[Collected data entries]

□ □ □

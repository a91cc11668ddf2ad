use std::rc::Rc;

use crate::{
    api::{ApiClient, ApiError, DashboardCounts, LoginRequest, LoginResponse, User},
    utils::{
        storage::{default_store, KeyValueStore, StorageError},
        token,
    },
};
use leptos::*;

pub const TOKEN_KEY: &str = "token";
pub const NAME_KEY: &str = "name";
pub const USER_TYPE_KEY: &str = "userType";
pub const EMAIL_KEY: &str = "email";
pub const MOBILE_KEY: &str = "mobile";
pub const CITY_KEY: &str = "city";
pub const STATE_KEY: &str = "state";
pub const USER_ID_KEY: &str = "userId";
pub const PHOTO_KEY: &str = "photo";

/// Every key the session mirror may write.
pub const STORAGE_KEYS: [&str; 9] = [
    TOKEN_KEY,
    NAME_KEY,
    USER_TYPE_KEY,
    EMAIL_KEY,
    MOBILE_KEY,
    CITY_KEY,
    STATE_KEY,
    USER_ID_KEY,
    PHOTO_KEY,
];

/// `is_authenticated` implies `user` and `token` are both set. Only the
/// transition methods on [`SessionStore`] construct authenticated values.
#[derive(Debug, Clone, Default, PartialEq)]
pub struct SessionState {
    pub is_authenticated: bool,
    pub user: Option<User>,
    pub token: Option<String>,
    pub error: Option<ApiError>,
    pub loading: bool,
    pub dashboard_counts: Option<DashboardCounts>,
}

impl SessionState {
    fn authenticated(user: User, token: String) -> Self {
        Self {
            is_authenticated: true,
            user: Some(user),
            token: Some(token),
            ..Self::default()
        }
    }

    pub fn role_code(&self) -> Option<i32> {
        self.user.as_ref().map(|user| user.user_type)
    }
}

pub fn persist_session(
    storage: &dyn KeyValueStore,
    user: &User,
    token: &str,
) -> Result<(), StorageError> {
    storage.set(TOKEN_KEY, token)?;
    storage.set(NAME_KEY, &user.name)?;
    storage.set(USER_TYPE_KEY, &user.user_type.to_string())?;
    storage.set(EMAIL_KEY, &user.email)?;
    storage.set(MOBILE_KEY, &user.mobile)?;
    storage.set(CITY_KEY, &user.city)?;
    storage.set(STATE_KEY, &user.state)?;
    storage.set(USER_ID_KEY, &user.id)?;
    match &user.photo {
        Some(photo) => storage.set(PHOTO_KEY, photo),
        None => storage.remove(PHOTO_KEY),
    }
}

/// Removes every mirrored key, continuing past failures; the first failure
/// is reported.
pub fn clear_persisted_session(storage: &dyn KeyValueStore) -> Result<(), StorageError> {
    let mut first_error = None;
    for key in STORAGE_KEYS {
        if let Err(err) = storage.remove(key) {
            first_error.get_or_insert(err);
        }
    }
    first_error.map_or(Ok(()), Err)
}

/// Rebuilds a session from the durable mirror. Incomplete mirrors are
/// discarded rather than half-trusted.
pub fn rehydrate(storage: &dyn KeyValueStore) -> SessionState {
    let token = storage.get(TOKEN_KEY).filter(|t| !t.is_empty());
    let user_id = storage.get(USER_ID_KEY).filter(|id| !id.is_empty());
    let user_type = storage
        .get(USER_TYPE_KEY)
        .and_then(|raw| raw.trim().parse::<i32>().ok());

    let (Some(token), Some(id), Some(user_type)) = (token, user_id, user_type) else {
        if STORAGE_KEYS.iter().any(|key| storage.get(key).is_some()) {
            log::warn!("discarding incomplete session mirror");
            if let Err(err) = clear_persisted_session(storage) {
                log::warn!("failed to clear session mirror: {}", err);
            }
        }
        return SessionState::default();
    };

    let text = |key: &str| storage.get(key).unwrap_or_default();
    let user = User {
        id,
        name: text(NAME_KEY),
        user_type,
        email: text(EMAIL_KEY),
        mobile: text(MOBILE_KEY),
        city: text(CITY_KEY),
        state: text(STATE_KEY),
        photo: storage.get(PHOTO_KEY).filter(|p| !p.is_empty()),
    };
    SessionState::authenticated(user, token)
}

/// Outcome of checking a session before a protected view renders.
#[derive(Debug, Clone, Copy, PartialEq, Eq)]
pub enum GuardDecision {
    Render,
    SignIn,
    /// Token present but expired; the session must be torn down first.
    ExpiredSession,
}

impl GuardDecision {
    pub fn evaluate(state: &SessionState, now: i64) -> Self {
        if let Some(token) = state.token.as_deref() {
            if token::is_expired_at(Some(token), now) {
                return GuardDecision::ExpiredSession;
            }
        }
        if state.is_authenticated {
            GuardDecision::Render
        } else {
            GuardDecision::SignIn
        }
    }

    pub fn allows_render(self) -> bool {
        self == GuardDecision::Render
    }
}

/// Single writer for the session. Owned by the app root and shared through
/// context.
#[derive(Clone)]
pub struct SessionStore {
    state: RwSignal<SessionState>,
    storage: Rc<dyn KeyValueStore>,
}

impl SessionStore {
    pub fn new(storage: Rc<dyn KeyValueStore>) -> Self {
        let initial = rehydrate(storage.as_ref());
        Self {
            state: create_rw_signal(initial),
            storage,
        }
    }

    pub fn state(&self) -> ReadSignal<SessionState> {
        self.state.read_only()
    }

    pub fn get(&self) -> SessionState {
        self.state.get()
    }

    pub fn get_untracked(&self) -> SessionState {
        self.state.get_untracked()
    }

    pub fn begin_login(&self) {
        self.state.update(|state| {
            state.loading = true;
            state.error = None;
        });
    }

    pub fn login_succeeded(&self, response: LoginResponse) {
        let persisted = persist_session(self.storage.as_ref(), &response.user, &response.token);
        if let Err(err) = persisted {
            log::warn!("session mirror not written: {}", err);
        }
        self.state
            .set(SessionState::authenticated(response.user, response.token));
    }

    pub fn login_failed(&self, error: ApiError) {
        if let Err(err) = clear_persisted_session(self.storage.as_ref()) {
            log::warn!("failed to clear session mirror: {}", err);
        }
        self.state.set(SessionState {
            error: Some(error),
            ..SessionState::default()
        });
    }

    /// Clears the mirror and the in-memory session together. Safe to repeat.
    pub fn logout(&self) {
        if let Err(err) = clear_persisted_session(self.storage.as_ref()) {
            log::warn!("failed to clear session mirror: {}", err);
        }
        let was_authenticated = self.state.with_untracked(|state| state.is_authenticated);
        self.state.set(SessionState::default());
        if was_authenticated {
            log::info!("signed out");
        }
    }

    /// Evaluates the guard and performs the expiry teardown it calls for.
    pub fn guard(&self, now: i64) -> GuardDecision {
        let decision = self
            .state
            .with_untracked(|state| GuardDecision::evaluate(state, now));
        if decision == GuardDecision::ExpiredSession {
            log::info!("session token expired; signing out");
            self.logout();
        }
        decision
    }

    pub fn set_dashboard_counts(&self, counts: DashboardCounts) {
        self.state.update(|state| {
            if state.is_authenticated {
                state.dashboard_counts = Some(counts);
            }
        });
    }
}

#[component]
pub fn SessionProvider(
    #[prop(optional)] storage: Option<Rc<dyn KeyValueStore>>,
    children: Children,
) -> impl IntoView {
    let store = SessionStore::new(storage.unwrap_or_else(default_store));
    provide_context(store);
    view! { <>{children()}</> }
}

pub fn use_session() -> SessionStore {
    match use_context::<SessionStore>() {
        Some(store) => store,
        None => {
            let store = SessionStore::new(default_store());
            provide_context(store.clone());
            store
        }
    }
}

pub async fn login(
    api: &ApiClient,
    store: &SessionStore,
    request: LoginRequest,
) -> Result<(), ApiError> {
    store.begin_login();
    match api.login(&request).await {
        Ok(response) => {
            log::info!(
                "signed in user {} (user_type {})",
                response.user.id,
                response.user.user_type
            );
            store.login_succeeded(response);
            Ok(())
        }
        Err(error) => {
            log::warn!("sign-in rejected: {}", error.code);
            store.login_failed(error.clone());
            Err(error)
        }
    }
}

pub fn logout(store: &SessionStore) {
    store.logout();
}

pub fn use_login_action() -> Action<LoginRequest, Result<(), ApiError>> {
    let store = use_session();
    let api = use_context::<ApiClient>().unwrap_or_else(ApiClient::new);

    create_action(move |request: &LoginRequest| {
        let payload = request.clone();
        let api = api.clone();
        let store = store.clone();
        async move { login(&api, &store, payload).await }
    })
}

pub fn use_logout_action() -> Action<(), ()> {
    let store = use_session();
    create_action(move |_: &()| {
        let store = store.clone();
        async move { logout(&store) }
    })
}


#[cfg(all(test, not(target_arch = "wasm32")))]
mod tests {
    use super::fixtures::*;
    use super::*;
    use crate::test_support::ssr::with_runtime;
    use crate::utils::storage::MemoryStorage;

    #[test]
    fn empty_storage_yields_signed_out_session() {
        with_runtime(|| {
            let store = store_with(&MemoryStorage::new());
            assert_eq!(store.get(), SessionState::default());
        });
    }

    #[test]
    fn login_success_sets_session_and_mirror() {
        with_runtime(|| {
            let storage = MemoryStorage::new();
            let store = store_with(&storage);
            store.login_succeeded(login_response(3, "h.p.s"));

            let state = store.get();
            assert!(state.is_authenticated);
            assert_eq!(state.token.as_deref(), Some("h.p.s"));
            assert_eq!(state.role_code(), Some(3));
            assert!(state.error.is_none());

            for key in STORAGE_KEYS {
                assert!(storage.get(key).is_some(), "missing mirror key {}", key);
            }
            assert_eq!(storage.get(USER_TYPE_KEY).as_deref(), Some("3"));
            assert_eq!(storage.get(USER_ID_KEY).as_deref(), Some("41"));
        });
    }

    #[test]
    fn mirror_rehydrates_on_startup() {
        with_runtime(|| {
            let storage = MemoryStorage::new();
            persist_session(&storage, &user(6), "h.p.s").unwrap();

            let store = store_with(&storage);
            let state = store.get();
            assert!(state.is_authenticated);
            assert_eq!(state.user, Some(user(6)));
            assert_eq!(state.token.as_deref(), Some("h.p.s"));
        });
    }

    #[test]
    fn user_without_photo_clears_stale_photo_key() {
        let storage = MemoryStorage::new();
        storage.set(PHOTO_KEY, "old.png").unwrap();
        let mut no_photo = user(2);
        no_photo.photo = None;
        persist_session(&storage, &no_photo, "t.t.t").unwrap();
        assert!(storage.get(PHOTO_KEY).is_none());
        assert_eq!(rehydrate(&storage).user.unwrap().photo, None);
    }

    #[test]
    fn incomplete_mirror_is_discarded() {
        let storage = MemoryStorage::new();
        storage.set(TOKEN_KEY, "h.p.s").unwrap();
        storage.set(NAME_KEY, "Ravi").unwrap();
        storage.set(USER_TYPE_KEY, "not-a-number").unwrap();

        let state = rehydrate(&storage);
        assert!(!state.is_authenticated);
        assert!(state.user.is_none());
        assert!(storage.is_empty());
    }

    #[test]
    fn logout_clears_everything_and_is_idempotent() {
        with_runtime(|| {
            let storage = MemoryStorage::new();
            let store = store_with(&storage);
            store.login_succeeded(login_response(2, "h.p.s"));
            store.set_dashboard_counts(DashboardCounts {
                leads: 4,
                ..DashboardCounts::default()
            });
            assert!(store.get().dashboard_counts.is_some());

            store.logout();
            assert_eq!(store.get(), SessionState::default());
            assert!(storage.is_empty());

            store.logout();
            assert_eq!(store.get(), SessionState::default());
            assert!(storage.is_empty());
        });
    }

    #[test]
    fn login_failure_records_error_and_stays_signed_out() {
        with_runtime(|| {
            let storage = MemoryStorage::new();
            storage.set(TOKEN_KEY, "leftover").unwrap();
            let store = store_with(&storage);
            store.begin_login();
            assert!(store.get().loading);

            store.login_failed(ApiError::invalid_credentials());
            let state = store.get();
            assert!(!state.is_authenticated);
            assert!(!state.loading);
            assert!(state.user.is_none() && state.token.is_none());
            assert_eq!(
                state.error.map(|e| e.error).as_deref(),
                Some("Invalid mobile number or password")
            );
            assert!(storage.is_empty());
        });
    }

    #[test]
    fn guard_renders_fresh_authenticated_session() {
        with_runtime(|| {
            let storage = MemoryStorage::new();
            let store = store_with(&storage);
            store.login_succeeded(login_response(2, &token::token_expiring_at(2_000)));
            assert_eq!(store.guard(1_000), GuardDecision::Render);
            assert!(store.get().is_authenticated);
            assert!(!storage.is_empty());
        });
    }

    #[test]
    fn guard_tears_down_expired_session() {
        with_runtime(|| {
            let storage = MemoryStorage::new();
            let store = store_with(&storage);
            store.login_succeeded(login_response(2, &token::token_expiring_at(999)));
            assert_eq!(store.guard(1_000), GuardDecision::ExpiredSession);
            assert_eq!(store.get(), SessionState::default());
            assert!(storage.is_empty());
        });
    }

    #[test]
    fn guard_treats_malformed_token_as_expired() {
        with_runtime(|| {
            let store = store_with(&MemoryStorage::new());
            store.login_succeeded(login_response(5, "not-a-jwt"));
            assert_eq!(store.guard(0), GuardDecision::ExpiredSession);
            assert!(!store.get().is_authenticated);
        });
    }

    #[test]
    fn guard_sends_signed_out_session_to_sign_in() {
        let state = SessionState::default();
        assert_eq!(GuardDecision::evaluate(&state, 0), GuardDecision::SignIn);
        assert!(!GuardDecision::evaluate(&state, 0).allows_render());
    }

    #[test]
    fn dashboard_counts_are_ignored_when_signed_out() {
        with_runtime(|| {
            let store = store_with(&MemoryStorage::new());
            store.set_dashboard_counts(DashboardCounts::default());
            assert!(store.get().dashboard_counts.is_none());
        });
    }

    #[test]
    fn use_session_provides_a_store_without_provider() {
        with_runtime(|| {
            let first = use_session();
            first.login_succeeded(login_response(4, "h.p.s"));
            let second = use_session();
            assert!(second.get().is_authenticated);
        });
    }
}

□ □ □

● ACTIVITY
Reproduce every line of the records containing the string "initial".

● ANSWER TO THE PROBLEM
        let initial = rehydrate(storage.as_ref());
            state: create_rw_signal(initial),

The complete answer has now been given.